Environmental lawyers will argue plans to tackle air pollution are “flawed” as they bring a High Court challenge against the Government.

ClientEarth is bringing legal action against the UK and Welsh governments on Thursday in response to plans designed to clean up illegal levels of harmful nitrogen dioxide.

The charity, which has won two previous cases against ministers over failures to meet legal limits for the pollutant, says the latest proposals still fall short of what is needed.

Following court orders, ministers revealed plans for meeting European Union limits on the pollutant, much of which comes from vehicles, particularly those with diesel engines, in July after a long-running legal battle with the charity.

Air pollutionThe Government’s air pollution plans include proposals to halt sales of new diesel and petrol cars by 2040 (PA)

The measures included £255 million to help local authorities come up with ways to improve air quality, from improving public transport and changing road layouts to charging zones for polluting vehicles.

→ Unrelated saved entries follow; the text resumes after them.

use assert_no_alloc::*;
use lob_reflex::accel::{EmulatedAccelerator, SharedAccelerator};
use lob_reflex::book::{LevelBook, OrderBookEngine};
use lob_reflex::clock;
use lob_reflex::config::{EngineConfig, ReplyKind};
use lob_reflex::protocol::{Action, DeltaRecord, Side, decode_header, encode_delta_batch};
use lob_reflex::record::{Inbound, Outbound};
use lob_reflex::{InventoryHandle, PipelineStats, Processor, Session, Stage, WorkerEngine};
use lob_reflex::ring::RingOptions;
use std::sync::Arc;

#[cfg(debug_assertions)]
#[global_allocator]
static ALLOC: AllocDisabler = AllocDisabler;

fn packet(seq: u32) -> Vec<u8> {
    encode_delta_batch(
        seq,
        seq as u64 * 10_000,
        seq == 0,
        &[
            DeltaRecord::new(Side::Bid, Action::Add, 0, 99_990, 7),
            DeltaRecord::new(Side::Ask, Action::Update, 0, 100_010, 3),
            DeltaRecord::new(Side::Bid, Action::Set, 1, 99_980, 40),
        ],
    )
}

fn inbound(seq: u32) -> Inbound {
    Inbound::new(clock::now_ns(), "127.0.0.1:9000".parse().unwrap(), &packet(seq))
}

fn processor(reply_kind: ReplyKind, accel: Option<SharedAccelerator>) -> Processor<LevelBook> {
    let config = EngineConfig {
        reply_kind,
        ..Default::default()
    };
    Processor::new(
        LevelBook::new(),
        &config,
        accel,
        InventoryHandle::default(),
        Arc::new(PipelineStats::new()),
    )
}

#[test]
fn test_book_apply_no_alloc() {
    let mut book = LevelBook::new();
    let delta = DeltaRecord::new(Side::Bid, Action::Add, 0, 100, 5);

    assert_no_alloc(|| {
        book.apply(&delta);
        let _ = book.top_of_book();
    });
}

#[test]
fn test_session_batch_no_alloc() {
    let mut session = Session::new(LevelBook::new());
    let bytes = packet(1);
    let header = decode_header(&bytes).unwrap();

    assert_no_alloc(|| {
        session.apply_batch(&header, &bytes);
    });
}

#[test]
fn test_processor_no_alloc() {
    let mut processor = processor(ReplyKind::FeaturesWithTiming, None);
    let warmup = inbound(0);
    let data = inbound(1);
    let mut replies = 0usize;
    processor.process(&warmup, &mut |_: &Outbound| replies += 1);

    assert_no_alloc(|| {
        processor.process(&data, &mut |_: &Outbound| replies += 1);
    });
    assert_eq!(replies, 2);
}

#[test]
fn test_processor_with_emulated_accelerator_no_alloc() {
    let accel = SharedAccelerator::new(EmulatedAccelerator::new());
    let mut processor = processor(ReplyKind::FeaturesWithScore, Some(accel));
    let warmup = inbound(0);
    let data = inbound(1);
    let mut replies = 0usize;
    processor.process(&warmup, &mut |_: &Outbound| replies += 1);

    assert_no_alloc(|| {
        processor.process(&data, &mut |_: &Outbound| replies += 1);
    });
    assert_eq!(replies, 2);
}

#[test]
fn test_ring_push_pop_no_alloc() {
    let engine = WorkerEngine::new();
    let (mut producer, mut consumer, _gauge) = engine
        .new_ring::<u64>(RingOptions {
            name: "no_alloc_ring",
            capacity: 64,
        })
        .unwrap();

    assert_no_alloc(|| {
        for i in 0..128u64 {
            producer.try_push(&i);
            consumer.try_pop_with(|v| *v);
        }
    });
}
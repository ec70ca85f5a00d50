/// Chains stages left to right: `pipe![progress(..), latency(..), processor]`.
#[macro_export]
macro_rules! pipe {
    ($s1:expr) => { $s1 };
    ($s1:expr, $($rest:expr),+ $(,)?) => {
        {
            use $crate::stage::StageExt;
            $s1.pipe($crate::pipe!($($rest),+))
        }
    };
}
use bytemuck::Pod;
use memmap2::{MmapMut, MmapOptions};
use std::sync::Arc;

/// Anonymous, pre-faulted mapping holding fixed-size slots for a ring.
///
/// Both ends of a ring hold a handle to the same mapping. Slot ownership is decided by the
/// ring's indices; this type only does bounds-checked typed access.
pub(crate) struct RingMmap {
    _mmap: Arc<MmapMut>,
    ptr: *mut u8,
    len: usize,
}

impl RingMmap {
    pub(crate) fn new(total_size: usize) -> Result<Self, std::io::Error> {
        let mut mmap = MmapOptions::new().len(total_size).populate().map_anon()?;
        let ptr = mmap.as_mut_ptr();
        let len = mmap.len();
        Ok(Self {
            _mmap: Arc::new(mmap),
            ptr,
            len,
        })
    }

    #[inline(always)]
    pub(crate) fn read<T: Pod>(&self, offset: usize) -> &T {
        let size = size_of::<T>();
        assert!(
            offset + size <= self.len,
            "Read crosses buffer boundary - alignment issue?"
        );
        // SAFETY: bounds checked above; the mapping outlives `self` through `_mmap`.
        let slice = unsafe { std::slice::from_raw_parts(self.ptr.add(offset), size) };
        bytemuck::from_bytes(slice)
    }

    /// Copies `item` into the slot at `offset`. The caller must own that slot.
    #[inline(always)]
    pub(crate) fn write<T: Pod>(&self, offset: usize, item: &T) {
        let size = size_of::<T>();
        assert!(
            offset + size <= self.len,
            "Write crosses buffer boundary - alignment issue?"
        );
        // SAFETY: bounds checked above, and `item` cannot alias the anonymous mapping.
        unsafe {
            let src = bytemuck::bytes_of(item).as_ptr();
            std::ptr::copy_nonoverlapping(src, self.ptr.add(offset), size);
        }
    }

    #[inline(always)]
    pub(crate) fn len(&self) -> usize {
        self.len
    }

    pub(crate) fn share(&self) -> RingMmap {
        RingMmap {
            _mmap: self._mmap.clone(),
            ptr: self.ptr,
            len: self.len,
        }
    }
}

// SAFETY: the raw pointer targets a mapping kept alive by the shared `Arc<MmapMut>`.
unsafe impl Send for RingMmap {}
use super::{OrderBookEngine, Quote, TopOfBook};
use crate::protocol::{Action, DeltaRecord, Side};
use fxhash::FxHashMap;

/// Price-keyed book with a cached BBO. Removing the cached best rescans that side.
/// The delta's `level` field is ignored.
#[derive(Debug, Default, Clone)]
pub struct PriceMapBook {
    bids: FxHashMap<i32, i32>,
    asks: FxHashMap<i32, i32>,
    best_bid: Option<i32>,
    best_ask: Option<i32>,
}

impl PriceMapBook {
    pub fn new() -> Self {
        Self::default()
    }

    /// Replaces the whole book. Entries without positive quantity are skipped.
    pub fn load_snapshot(&mut self, bids: &[(i32, i32)], asks: &[(i32, i32)]) {
        self.bids = bids.iter().copied().filter(|(_, q)| *q > 0).collect();
        self.asks = asks.iter().copied().filter(|(_, q)| *q > 0).collect();
        self.best_bid = self.bids.keys().copied().max();
        self.best_ask = self.asks.keys().copied().min();
    }

    pub fn qty_at(&self, side: Side, price: i32) -> i32 {
        self.side(side).get(&price).copied().unwrap_or(0)
    }

    pub fn levels(&self, side: Side) -> impl Iterator<Item = (i32, i32)> + '_ {
        self.side(side).iter().map(|(p, q)| (*p, *q))
    }

    pub fn depth(&self, side: Side) -> usize {
        self.side(side).len()
    }

    fn side(&self, side: Side) -> &FxHashMap<i32, i32> {
        match side {
            Side::Bid => &self.bids,
            Side::Ask => &self.asks,
        }
    }

    fn store(&mut self, side: Side, price: i32, qty: i32) {
        if qty <= 0 {
            self.remove(side, price);
            return;
        }
        match side {
            Side::Bid => {
                self.bids.insert(price, qty);
                if self.best_bid.is_none_or(|best| price > best) {
                    self.best_bid = Some(price);
                }
            }
            Side::Ask => {
                self.asks.insert(price, qty);
                if self.best_ask.is_none_or(|best| price < best) {
                    self.best_ask = Some(price);
                }
            }
        }
    }

    fn remove(&mut self, side: Side, price: i32) {
        match side {
            Side::Bid => {
                if self.bids.remove(&price).is_some() && self.best_bid == Some(price) {
                    self.best_bid = self.bids.keys().copied().max();
                }
            }
            Side::Ask => {
                if self.asks.remove(&price).is_some() && self.best_ask == Some(price) {
                    self.best_ask = self.asks.keys().copied().min();
                }
            }
        }
    }

    fn quote(&self, side: Side, best: Option<i32>) -> Option<Quote> {
        best.map(|price| Quote {
            price,
            qty: self.qty_at(side, price),
        })
    }
}

impl OrderBookEngine for PriceMapBook {
    fn apply(&mut self, delta: &DeltaRecord) {
        let price = delta.price_ticks;
        match delta.action {
            Action::Set => self.store(delta.side, price, delta.qty),
            Action::Add | Action::Update => {
                let qty = self.qty_at(delta.side, price).saturating_add(delta.qty);
                self.store(delta.side, price, qty);
            }
            Action::Remove => self.remove(delta.side, price),
        }
    }

    fn reset(&mut self) {
        self.bids.clear();
        self.asks.clear();
        self.best_bid = None;
        self.best_ask = None;
    }

    fn best_bid(&self) -> Option<Quote> {
        self.quote(Side::Bid, self.best_bid)
    }

    fn best_ask(&self) -> Option<Quote> {
        self.quote(Side::Ask, self.best_ask)
    }

    fn top_of_book(&self) -> TopOfBook {
        let bid = self.best_bid().unwrap_or_default();
        let ask = self.best_ask().unwrap_or_default();
        TopOfBook {
            bid_price: bid.price,
            bid_qty: bid.qty,
            ask_price: ask.price,
            ask_qty: ask.qty,
        }
    }
}

#[cfg(test)]
mod tests {
    use super::*;

    fn add(side: Side, price: i32, qty: i32) -> DeltaRecord {
        DeltaRecord::new(side, Action::Add, 0, price, qty)
    }

    #[test]
    fn test_insert_improves_best() {
        let mut book = PriceMapBook::new();
        book.apply(&add(Side::Bid, 100, 5));
        book.apply(&add(Side::Bid, 98, 5));
        book.apply(&add(Side::Bid, 101, 1));
        assert_eq!(book.best_bid(), Some(Quote { price: 101, qty: 1 }));

        book.apply(&add(Side::Ask, 110, 5));
        book.apply(&add(Side::Ask, 108, 2));
        assert_eq!(book.best_ask(), Some(Quote { price: 108, qty: 2 }));
    }

    #[test]
    fn test_removing_best_rescans() {
        let mut book = PriceMapBook::new();
        book.apply(&add(Side::Bid, 100, 5));
        book.apply(&add(Side::Bid, 98, 5));
        book.apply(&add(Side::Bid, 101, 1));

        book.apply(&DeltaRecord::new(Side::Bid, Action::Remove, 0, 101, 0));
        assert_eq!(book.best_bid().map(|q| q.price), Some(100));

        book.apply(&DeltaRecord::new(Side::Bid, Action::Update, 0, 100, -5));
        assert_eq!(book.best_bid().map(|q| q.price), Some(98));
        assert_eq!(book.depth(Side::Bid), 1);

        book.apply(&DeltaRecord::new(Side::Bid, Action::Set, 0, 98, 0));
        assert_eq!(book.best_bid(), None);
    }

    #[test]
    fn test_removing_non_best_keeps_cache() {
        let mut book = PriceMapBook::new();
        book.apply(&add(Side::Ask, 105, 5));
        book.apply(&add(Side::Ask, 107, 5));
        book.apply(&DeltaRecord::new(Side::Ask, Action::Remove, 0, 107, 0));
        assert_eq!(book.best_ask(), Some(Quote { price: 105, qty: 5 }));
    }

    #[test]
    fn test_load_snapshot() {
        let mut book = PriceMapBook::new();
        book.apply(&add(Side::Bid, 1, 1));
        book.load_snapshot(&[(100, 5), (99, 7), (101, 0)], &[(103, 2), (102, 9)]);
        assert_eq!(book.best_bid(), Some(Quote { price: 100, qty: 5 }));
        assert_eq!(book.best_ask(), Some(Quote { price: 102, qty: 9 }));
        assert_eq!(book.qty_at(Side::Bid, 1), 0);
        assert_eq!(book.spread(), Some(2));
    }

    #[test]
    fn test_reset() {
        let mut book = PriceMapBook::new();
        book.load_snapshot(&[(100, 5)], &[(101, 5)]);
        book.reset();
        assert_eq!(book.best_bid(), None);
        assert_eq!(book.best_ask(), None);
        assert_eq!(book.top_of_book(), TopOfBook::default());
    }
}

Much of the focus was on proposals to end the sale of all conventional petrol and diesel cars by 2040, to help tackle air pollution and emissions.

The Government was ordered to produce the latest plans after ClientEarth’s successful case in 2016, when the courts ruled earlier proposals were not enough to meet EU pollution limits – which the UK has breached since the rules came into effect in 2010.

The charity’s latest claim for judicial review is on the grounds the latest plan rows back on an earlier commitment to order five cities to introduce clean air zones by 2020.

It is also challenging the lack of any requirements for action to bring down air pollution as quickly as possible in 45 English local authorities and in Wales.

Chief executive James Thornton said: “The Government’s latest plan is flawed.

“Even now, eight years after the original deadline for compliance, 37 out of 43 zones across the UK remain in breach of legal air pollution limits.

“Clean air zones would discourage the most polluting vehicles from entering the most polluted areas, something which the Government’s own evidence showed was the most effective way of bringing down air pollution in the shortest time.”

The case is being brought against the Environment Secretary, the Transport Secretary and the Cabinet Secretary for Environment and Rural Affairs in the Welsh Government.

The Environment Department (Defra) previously said it could not comment on ongoing legal proceedings.

But a spokesman added: “We have put in place a £3 billion plan to improve air quality and reduce harmful emissions.

“We will also end the sale of new diesel and petrol cars by 2040 and next year we will publish a comprehensive clean air strategy which will set out further steps to tackle air pollution.”